PCOS sufferers have elevated levels of male hormones (called androgens) - testosterone is a well-known example. In addition to the troublesome effects this has on a woman's reproductive system, it can also cause her body to develop masculine characteristics, such as hair on the face, arms, neck, chest, stomach, back and toes.
Like other PCOS symptoms, if you're going to get this truly unpleasant one, it will probably appear in your teens or early 20s.

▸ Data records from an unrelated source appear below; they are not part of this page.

use parking_lot::Mutex;
use rbtp_primitives::PeerId;
use std::{collections::HashMap, time::Duration};

/// The request classes tracked separately per peer.
#[derive(Debug, Clone, Copy, PartialEq, Eq, Hash)]
pub enum RequestType {
    /// Header span requests.
    Headers,
    /// Body batch requests.
    Bodies,
    /// Receipt batch requests.
    Receipts,
    /// State node batch requests.
    NodeData,
}

/// Exponentially weighted moving average.
#[derive(Debug, Clone, Copy)]
struct Ewma {
    value: f64,
}

impl Ewma {
    /// Smoothing factor: recent samples dominate but one outlier does not.
    const ALPHA: f64 = 0.1;

    fn sample(&mut self, value: f64) {
        if self.value == 0.0 {
            self.value = value;
        } else {
            self.value = Self::ALPHA * value + (1.0 - Self::ALPHA) * self.value;
        }
    }
}

#[derive(Debug, Default)]
struct PeerRecord {
    /// Items per second, per request class.
    throughput: HashMap<RequestType, Ewma>,
    /// Round-trip seconds, per request class.
    latency: HashMap<RequestType, Ewma>,
    timeouts: u32,
}

/// Per-peer health accounting used for work assignment.
#[derive(Debug, Default)]
pub struct PeerStats {
    records: Mutex<HashMap<PeerId, PeerRecord>>,
}

impl PeerStats {
    /// Records a served request: how many items arrived and how long the
    /// round trip took.
    pub fn record(&self, peer: PeerId, kind: RequestType, items: usize, elapsed: Duration) {
        let mut records = self.records.lock();
        let record = records.entry(peer).or_default();
        let secs = elapsed.as_secs_f64().max(1e-6);
        record
            .throughput
            .entry(kind)
            .or_insert(Ewma { value: 0.0 })
            .sample(items as f64 / secs);
        record.latency.entry(kind).or_insert(Ewma { value: 0.0 }).sample(secs);
        record.timeouts = 0;
    }

    /// Records a timeout strike. Returns the strikes accumulated in a row.
    pub fn record_timeout(&self, peer: PeerId) -> u32 {
        let mut records = self.records.lock();
        let record = records.entry(peer).or_default();
        record.timeouts += 1;
        record.timeouts
    }

    /// The batch size this peer has earned for `kind`: its measured
    /// throughput over a target round trip, clamped to protocol bounds.
    pub fn batch_size(&self, peer: PeerId, kind: RequestType, min: usize, max: usize) -> usize {
        const TARGET_RTT: f64 = 1.0;
        let records = self.records.lock();
        let throughput = records
            .get(&peer)
            .and_then(|record| record.throughput.get(&kind))
            .map(|ewma| ewma.value)
            .unwrap_or(0.0);
        if throughput == 0.0 {
            return min
        }
        ((throughput * TARGET_RTT) as usize).clamp(min, max)
    }
}

#[cfg(test)]
mod tests {
    use super::*;

    #[test]
    fn batch_size_follows_throughput() {
        let stats = PeerStats::default();
        let peer = PeerId::random();
        assert_eq!(stats.batch_size(peer, RequestType::Bodies, 16, 192), 16);

        // a fast peer earns bigger batches
        for _ in 0..20 {
            stats.record(peer, RequestType::Bodies, 128, Duration::from_millis(500));
        }
        assert!(stats.batch_size(peer, RequestType::Bodies, 16, 192) > 64);
    }

    #[test]
    fn timeouts_accumulate_until_success() {
        let stats = PeerStats::default();
        let peer = PeerId::random();
        assert_eq!(stats.record_timeout(peer), 1);
        assert_eq!(stats.record_timeout(peer), 2);
        stats.record(peer, RequestType::Headers, 1, Duration::from_millis(10));
        assert_eq!(stats.record_timeout(peer), 1);
    }
}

So if you're a PCOS patient who has already passed that age barrier without developing these symptoms, then you're probably not going to.
There is more than one effective way of treating PCOS-related hair growth.
If you are affected, you may want to consider non-medical options first. Non-medical treatment of male-pattern hair growth generally requires an extremely disciplined hair removal routine.
Shaving - shaving is a good option for legs and arms (easily accessible parts of the body). The hair root tends to remain visible just above the skin, however, which makes this method less suitable for the face. Shaving can also cause unsightly skin irritation, and needs to be repeated almost every day. There is also the risk of ingrown hairs, which can become infected.
Waxing - waxing has a longer lasting effect than shaving but really should be carried out by a professional beautician in order to avoid hairs becoming ingrown. It is painful, but many women think it's worth the discomfort because the hair doesn't grow back for several weeks.
Depilatory creams - these creams are effective on soft hair in easily accessible parts of the body. They may cause irritation, and hair generally grows back more quickly than after waxing.
Electrolysis and laser treatment - these treatments permanently destroy hair follicles, meaning that wherever they are used, hair will never grow back. Unfortunately, they're very expensive.
There are several drugs on the market used to treat PCOS-related hair growth.
Birth control pills - contraceptive pills reduce the levels of male hormones in the body and consequently reduce body hair growth.
Spironolactone - this medication inhibits the effect that male hormones have on the skin and therefore prevents male-pattern hair growth in women. The drug can cause birth defects - therefore it's not in any way appropriate for women who are trying to get pregnant. You must be really careful in using contraception while taking this drug.
Eflorinithine - also called "Vaniqa" cream, when applied to the face, slows down but does not totally prevent hair growth. It acts by blocking an enzyme in the hair follicles and, when used in combination with a hair removal product, usually produces good results within four to eight weeks.
What To Choose
If you're not sure which treatment to try, don't suffer alone without talking to your doctor, especially if home hair removal treatments are not working for you. This symptom can be managed, allowing you, hopefully, to feel good about the way you look.